- [WORK REQUEST]
Only the lines below starting at the one containing "versioned extension (case-insensitive)" and ending at the one containing "let ext = ext.to_ascii_lowercase();" belong in the answer, each copied exactly.

- [Data extracted from a collection]
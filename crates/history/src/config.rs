//! Engine configuration (`[history]` section)

use folio_core::{Codec, CodecKind};
use serde::{Deserialize, Serialize};
use std::path::{Path, PathBuf};

/// Document types that get history when no list is configured
pub const DEFAULT_EXTENSIONS: &[&str] = &[
    "md", "markdown", "mkd", "mdwn", "mdown", "mdtxt", "mdtext", "html", "htm", "txt",
];

/// Revision history settings
#[derive(Debug, Clone, PartialEq, Serialize, Deserialize)]
#[serde(default)]
pub struct HistoryConfig {
    /// Record revisions on save
    pub enabled: bool,

    /// Fail the save when history cannot be recorded
    pub strict: bool,

    /// File extensions (lowercase, no dot) that are versioned
    pub extensions: Vec<String>,

    /// Diff/patch implementation
    pub codec: CodecKind,

    /// Parent directory for external codec scratch files (system temp dir if unset)
    #[serde(skip_serializing_if = "Option::is_none")]
    pub scratch_dir: Option<PathBuf>,
}

impl Default for HistoryConfig {
    fn default() -> Self {
        Self {
            enabled: true,
            strict: false,
            extensions: DEFAULT_EXTENSIONS.iter().map(|e| e.to_string()).collect(),
            codec: CodecKind::Builtin,
            scratch_dir: None,
        }
    }
}

impl HistoryConfig {
    /// Validate configuration values
    pub fn validate(&self) -> Result<(), String> {
        for ext in &self.extensions {
            if ext.is_empty() {
                return Err("history.extensions must not contain empty entries".into());
            }
            if ext.starts_with('.') || ext.contains('/') {
                return Err(format!(
                    "history.extensions entry '{}' must be a bare extension such as 'md'",
                    ext
                ));
            }
        }

        if let Some(dir) = &self.scratch_dir {
            if !dir.is_dir() {
                return Err(format!(
                    "history.scratch_dir {} is not a directory",
                    dir.display()
                ));
            }
        }

        Ok(())
    }

    /// Whether `doc` has a versioned extension (case-insensitive)
    pub fn is_versioned(&self, doc: &Path) -> bool {
        let Some(ext) = doc.extension().and_then(|e| e.to_str()) else {
            return false;
        };
        let ext = ext.to_ascii_lowercase();
        self.extensions.iter().any(|e| e.eq_ignore_ascii_case(&ext))
    }

    /// Instantiate the configured codec
    pub fn build_codec(&self) -> Box<dyn Codec> {
        self.codec.build(self.scratch_dir.as_deref())
    }
}
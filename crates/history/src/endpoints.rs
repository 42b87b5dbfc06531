//! Read endpoints: raw revision text and revision comparison

use crate::config::HistoryConfig;
use crate::listing::{list_revisions, RevisionLink};
use crate::reader::RevisionReader;
use crate::writer::{CommitOutcome, RevisionWriter};
use folio_core::{Codec, RevisionId, RevisionStore, VersionError};
use folio_ledger::Ledger;
use std::path::Path;
use std::str::FromStr;

/// A revision named by the caller
#[derive(Debug, Clone, Copy, PartialEq, Eq)]
pub enum Selector {
    /// The live document
    Current,
    /// A stored revision
    Revision(RevisionId),
}

impl Selector {
    /// Human label: `Current` or the revision's date
    pub fn label(&self) -> String {
        match self {
            Selector::Current => "Current".to_string(),
            Selector::Revision(id) => id.format_date(),
        }
    }
}

impl FromStr for Selector {
    type Err = String;

    fn from_str(s: &str) -> Result<Self, Self::Err> {
        match s.trim() {
            "~" | "current" => Ok(Selector::Current),
            other => other
                .parse()
                .map(Selector::Revision)
                .map_err(|_| format!("'{}' is neither '~' nor a revision id", other)),
        }
    }
}

impl std::fmt::Display for Selector {
    fn fmt(&self, f: &mut std::fmt::Formatter<'_>) -> std::fmt::Result {
        match self {
            Selector::Current => f.write_str("~"),
            Selector::Revision(id) => write!(f, "{}", id),
        }
    }
}

/// One side of a comparison
#[derive(Debug, Clone)]
pub struct Resolved {
    pub selector: Selector,
    pub text: String,
}

/// Two resolved revisions and the patch between them
#[derive(Debug, Clone)]
pub struct Comparison {
    pub a: Resolved,
    pub b: Resolved,
    /// Unified diff from `a` to `b`; empty when identical, `None` when the
    /// texts cannot be diffed
    pub patch: Option<String>,
}

impl Comparison {
    pub fn is_identical(&self) -> bool {
        self.a.text == self.b.text
    }
}

/// Entry point tying configuration, codec, writer and reader together
pub struct History {
    config: HistoryConfig,
    codec: Box<dyn Codec>,
}

impl History {
    pub fn new(config: HistoryConfig) -> Self {
        let codec = config.build_codec();
        Self { config, codec }
    }

    pub fn with_codec(config: HistoryConfig, codec: Box<dyn Codec>) -> Self {
        Self { config, codec }
    }

    pub fn config(&self) -> &HistoryConfig {
        &self.config
    }

    pub fn codec(&self) -> &dyn Codec {
        self.codec.as_ref()
    }

    pub fn writer(&self) -> RevisionWriter<'_> {
        RevisionWriter::new(&self.config, self.codec.as_ref())
    }

    pub fn reader(&self) -> RevisionReader<'_> {
        RevisionReader::new(self.codec.as_ref())
    }

    /// See [`RevisionWriter::commit`]
    pub fn commit(
        &self,
        doc: &Path,
        previous: Option<&str>,
        new_text: &str,
        ledger: &Ledger,
    ) -> Result<CommitOutcome, VersionError> {
        self.writer().commit(doc, previous, new_text, ledger)
    }

    /// See [`RevisionReader::reconstruct`]
    pub fn reconstruct(
        &self,
        doc: &Path,
        id: RevisionId,
    ) -> Result<Option<String>, VersionError> {
        self.reader().reconstruct(doc, id)
    }

    /// Text of revision `id`, as served by the raw endpoint
    pub fn raw(&self, doc: &Path, id: RevisionId) -> Result<String, VersionError> {
        self.ensure_versioned(doc)?;
        let ledger = Ledger::open(doc)?;
        if ledger.is_empty() {
            return Err(VersionError::NoHistory {
                doc: doc.to_path_buf(),
            });
        }
        self.reconstruct(doc, id)?.ok_or_else(|| VersionError::NotFound {
            doc: doc.to_path_buf(),
            id,
        })
    }

    /// Resolve both selectors and diff them
    pub fn compare(&self, doc: &Path, a: Selector, b: Selector) -> Result<Comparison, VersionError> {
        self.ensure_versioned(doc)?;
        let a = self.resolve(doc, a)?;
        let b = self.resolve(doc, b)?;

        let patch = if a.text == b.text {
            Some(String::new())
        } else {
            self.codec.diff(&a.text, &b.text)
        };
        Ok(Comparison { a, b, patch })
    }

    /// Rows of the revision list for `doc`
    pub fn versions(&self, doc: &Path) -> Result<Vec<RevisionLink>, VersionError> {
        self.ensure_versioned(doc)?;
        let ledger = Ledger::open(doc)?;
        let store = RevisionStore::load(doc)?;
        list_revisions(doc, &ledger, &store)
    }

    fn resolve(&self, doc: &Path, selector: Selector) -> Result<Resolved, VersionError> {
        let text = match selector {
            Selector::Current => {
                std::fs::read_to_string(doc).map_err(|e| VersionError::storage(doc, e))?
            }
            Selector::Revision(id) => {
                self.reconstruct(doc, id)?
                    .ok_or_else(|| VersionError::NotFound {
                        doc: doc.to_path_buf(),
                        id,
                    })?
            }
        };
        Ok(Resolved { selector, text })
    }

    fn ensure_versioned(&self, doc: &Path) -> Result<(), VersionError> {
        if self.config.is_versioned(doc) {
            Ok(())
        } else {
            Err(VersionError::Unsupported {
                doc: doc.to_path_buf(),
            })
        }
    }
}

- [EXERCISE OUTPUT]
    /// Whether `doc` has a versioned extension (case-insensitive)
    pub fn is_versioned(&self, doc: &Path) -> bool {
        let Some(ext) = doc.extension().and_then(|e| e.to_str()) else {
            return false;
        };
        let ext = ext.to_ascii_lowercase();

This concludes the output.